START Extracted information
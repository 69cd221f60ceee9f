//! Required ignore tokens
//!
//! A [`RuleSet`] is the ordered list of patterns that must appear in the
//! tracked `black_name` value of every target section.

use std::fmt;

use crate::error::{Error, Result};

/// Ignore patterns enforced when no configuration overrides them.
///
/// `target` appears twice upstream; [`RuleSet::new`] drops the repeat.
pub const DEFAULT_IGNORE_TOKENS: &[&str] = &[
    // Common
    ".git",
    ".gitignore",
    ".idea",
    ".vscode",
    ".cache",
    "dist",
    "build",
    "out",
    "target",
    "logs",
    "log",
    // Python
    "venv",
    ".venv",
    "__pycache__",
    ".pytest_cache",
    ".mypy_cache",
    ".tox",
    "*.egg-info",
    ".eggs",
    "htmlcov",
    ".coverage",
    // Node.js
    "node_modules",
    ".next",
    ".nuxt",
    ".output",
    // Go / PHP
    "vendor",
    // Swift / Xcode
    ".build",
    "DerivedData",
    ".swiftpm",
    "Pods",
    // Flutter / Dart
    ".dart_tool",
    ".flutter-plugins",
    ".flutter-plugins-dependencies",
    ".pub-cache",
    ".pub",
    // Rust
    "target",
    // Java / Kotlin
    ".gradle",
    ".mvn",
    // Ruby
    ".bundle",
    // Others
    ".sass-cache",
    ".eslintcache",
    ".DS_Store",
];

/// A single required ignore pattern.
#[derive(Debug, Clone, PartialEq, Eq, Hash)]
pub struct RuleToken(String);

impl RuleToken {
    /// Validate and wrap a token.
    ///
    /// Tokens are serialized inside double quotes, so they may not contain
    /// one themselves.
    pub fn new(token: impl Into<String>) -> Result<Self> {
        let token = token.into();
        if token.is_empty() {
            return Err(Error::EmptyToken);
        }
        if token.contains('"') {
            return Err(Error::QuotedToken { token });
        }
        Ok(Self(token))
    }

    pub fn as_str(&self) -> &str {
        &self.0
    }

    /// The token in its serialized form, `"token"`.
    pub fn quoted(&self) -> String {
        format!("\"{}\"", self.0)
    }

    /// Whether `text` already carries this token, quoted or bare.
    ///
    /// The bare test subsumes the quoted one but both are kept so the
    /// check reads the same as the merge rule.
    pub fn is_present_in(&self, text: &str) -> bool {
        text.contains(&self.quoted()) || text.contains(self.as_str())
    }
}

impl fmt::Display for RuleToken {
    fn fmt(&self, f: &mut fmt::Formatter<'_>) -> fmt::Result {
        f.write_str(&self.0)
    }
}

impl AsRef<str> for RuleToken {
    fn as_ref(&self) -> &str {
        self.as_str()
    }
}

/// Ordered, duplicate-free set of [`RuleToken`]s.
#[derive(Debug, Clone, PartialEq, Eq)]
pub struct RuleSet {
    tokens: Vec<RuleToken>,
}

impl RuleSet {
    /// Build a rule set, keeping first-occurrence order and dropping repeats.
    pub fn new<I, S>(tokens: I) -> Result<Self>
    where
        I: IntoIterator<Item = S>,
        S: Into<String>,
    {
        let mut set = Self { tokens: Vec::new() };
        set.extend(tokens)?;
        if set.tokens.is_empty() {
            return Err(Error::EmptyRuleSet);
        }
        Ok(set)
    }

    /// The built-in token list.
    pub fn defaults() -> Self {
        Self {
            tokens: dedup(DEFAULT_IGNORE_TOKENS.iter().map(|t| RuleToken(t.to_string()))),
        }
    }

    /// Append tokens not already present.
    pub fn extend<I, S>(&mut self, tokens: I) -> Result<()>
    where
        I: IntoIterator<Item = S>,
        S: Into<String>,
    {
        for token in tokens {
            let token = RuleToken::new(token)?;
            if !self.tokens.contains(&token) {
                self.tokens.push(token);
            }
        }
        Ok(())
    }

    pub fn iter(&self) -> impl Iterator<Item = &RuleToken> {
        self.tokens.iter()
    }

    pub fn len(&self) -> usize {
        self.tokens.len()
    }

    pub fn is_empty(&self) -> bool {
        self.tokens.is_empty()
    }
}

impl Default for RuleSet {
    fn default() -> Self {
        Self::defaults()
    }
}

impl<'a> IntoIterator for &'a RuleSet {
    type Item = &'a RuleToken;
    type IntoIter = std::slice::Iter<'a, RuleToken>;

    fn into_iter(self) -> Self::IntoIter {
        self.tokens.iter()
    }
}

fn dedup(tokens: impl Iterator<Item = RuleToken>) -> Vec<RuleToken> {
    let mut out: Vec<RuleToken> = Vec::new();
    for token in tokens {
        if !out.contains(&token) {
            out.push(token);
        }
    }
    out
}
END Extracted information
[Exercise requirements]
Return the whole listing above verbatim.

[Task solution]
repository 69cd221f60ceee9f
//! Required ignore tokens
//!
//! A [`RuleSet`] is the ordered list of patterns that must appear in the
//! tracked `black_name` value of every target section.

use std::fmt;

use crate::error::{Error, Result};

/// Ignore patterns enforced when no configuration overrides them.
///
/// `target` appears twice upstream; [`RuleSet::new`] drops the repeat.
pub const DEFAULT_IGNORE_TOKENS: &[&str] = &[
    // Common
    ".git",
    ".gitignore",
    ".idea",
    ".vscode",
    ".cache",
    "dist",
    "build",
    "out",
    "target",
    "logs",
    "log",
    // Python
    "venv",
    ".venv",
    "__pycache__",
    ".pytest_cache",
    ".mypy_cache",
    ".tox",
    "*.egg-info",
    ".eggs",
    "htmlcov",
    ".coverage",
    // Node.js
    "node_modules",
    ".next",
    ".nuxt",
    ".output",
    // Go / PHP
    "vendor",
    // Swift / Xcode
    ".build",
    "DerivedData",
    ".swiftpm",
    "Pods",
    // Flutter / Dart
    ".dart_tool",
    ".flutter-plugins",
    ".flutter-plugins-dependencies",
    ".pub-cache",
    ".pub",
    // Rust
    "target",
    // Java / Kotlin
    ".gradle",
    ".mvn",
    // Ruby
    ".bundle",
    // Others
    ".sass-cache",
    ".eslintcache",
    ".DS_Store",
];

/// A single required ignore pattern.
#[derive(Debug, Clone, PartialEq, Eq, Hash)]
pub struct RuleToken(String);

impl RuleToken {
    /// Validate and wrap a token.
    ///
    /// Tokens are serialized inside double quotes, so they may not contain
    /// one themselves.
    pub fn new(token: impl Into<String>) -> Result<Self> {
        let token = token.into();
        if token.is_empty() {
            return Err(Error::EmptyToken);
        }
        if token.contains('"') {
            return Err(Error::QuotedToken { token });
        }
        Ok(Self(token))
    }

    pub fn as_str(&self) -> &str {
        &self.0
    }

    /// The token in its serialized form, `"token"`.
    pub fn quoted(&self) -> String {
        format!("\"{}\"", self.0)
    }

    /// Whether `text` already carries this token, quoted or bare.
    ///
    /// The bare test subsumes the quoted one but both are kept so the
    /// check reads the same as the merge rule.
    pub fn is_present_in(&self, text: &str) -> bool {
        text.contains(&self.quoted()) || text.contains(self.as_str())
    }
}

impl fmt::Display for RuleToken {
    fn fmt(&self, f: &mut fmt::Formatter<'_>) -> fmt::Result {
        f.write_str(&self.0)
    }
}

impl AsRef<str> for RuleToken {
    fn as_ref(&self) -> &str {
        self.as_str()
    }
}

/// Ordered, duplicate-free set of [`RuleToken`]s.
#[derive(Debug, Clone, PartialEq, Eq)]
pub struct RuleSet {
    tokens: Vec<RuleToken>,
}

impl RuleSet {
    /// Build a rule set, keeping first-occurrence order and dropping repeats.
    pub fn new<I, S>(tokens: I) -> Result<Self>
    where
        I: IntoIterator<Item = S>,
        S: Into<String>,
    {
        let mut set = Self { tokens: Vec::new() };
        set.extend(tokens)?;
        if set.tokens.is_empty() {
            return Err(Error::EmptyRuleSet);
        }
        Ok(set)
    }

    /// The built-in token list.
    pub fn defaults() -> Self {
        Self {
            tokens: dedup(DEFAULT_IGNORE_TOKENS.iter().map(|t| RuleToken(t.to_string()))),
        }
    }

    /// Append tokens not already present.
    pub fn extend<I, S>(&mut self, tokens: I) -> Result<()>
    where
        I: IntoIterator<Item = S>,
        S: Into<String>,
    {
        for token in tokens {
            let token = RuleToken::new(token)?;
            if !self.tokens.contains(&token) {
                self.tokens.push(token);
            }
        }
        Ok(())
    }

    pub fn iter(&self) -> impl Iterator<Item = &RuleToken> {
        self.tokens.iter()
    }

    pub fn len(&self) -> usize {
        self.tokens.len()
    }

    pub fn is_empty(&self) -> bool {
        self.tokens.is_empty()
    }
}

impl Default for RuleSet {
    fn default() -> Self {
        Self::defaults()
    }
}

impl<'a> IntoIterator for &'a RuleSet {
    type Item = &'a RuleToken;
    type IntoIter = std::slice::Iter<'a, RuleToken>;

    fn into_iter(self) -> Self::IntoIter {
        self.tokens.iter()
    }
}

fn dedup(tokens: impl Iterator<Item = RuleToken>) -> Vec<RuleToken> {
    let mut out: Vec<RuleToken> = Vec::new();
    for token in tokens {
        if !out.contains(&token) {
            out.push(token);
        }
    }
    out
}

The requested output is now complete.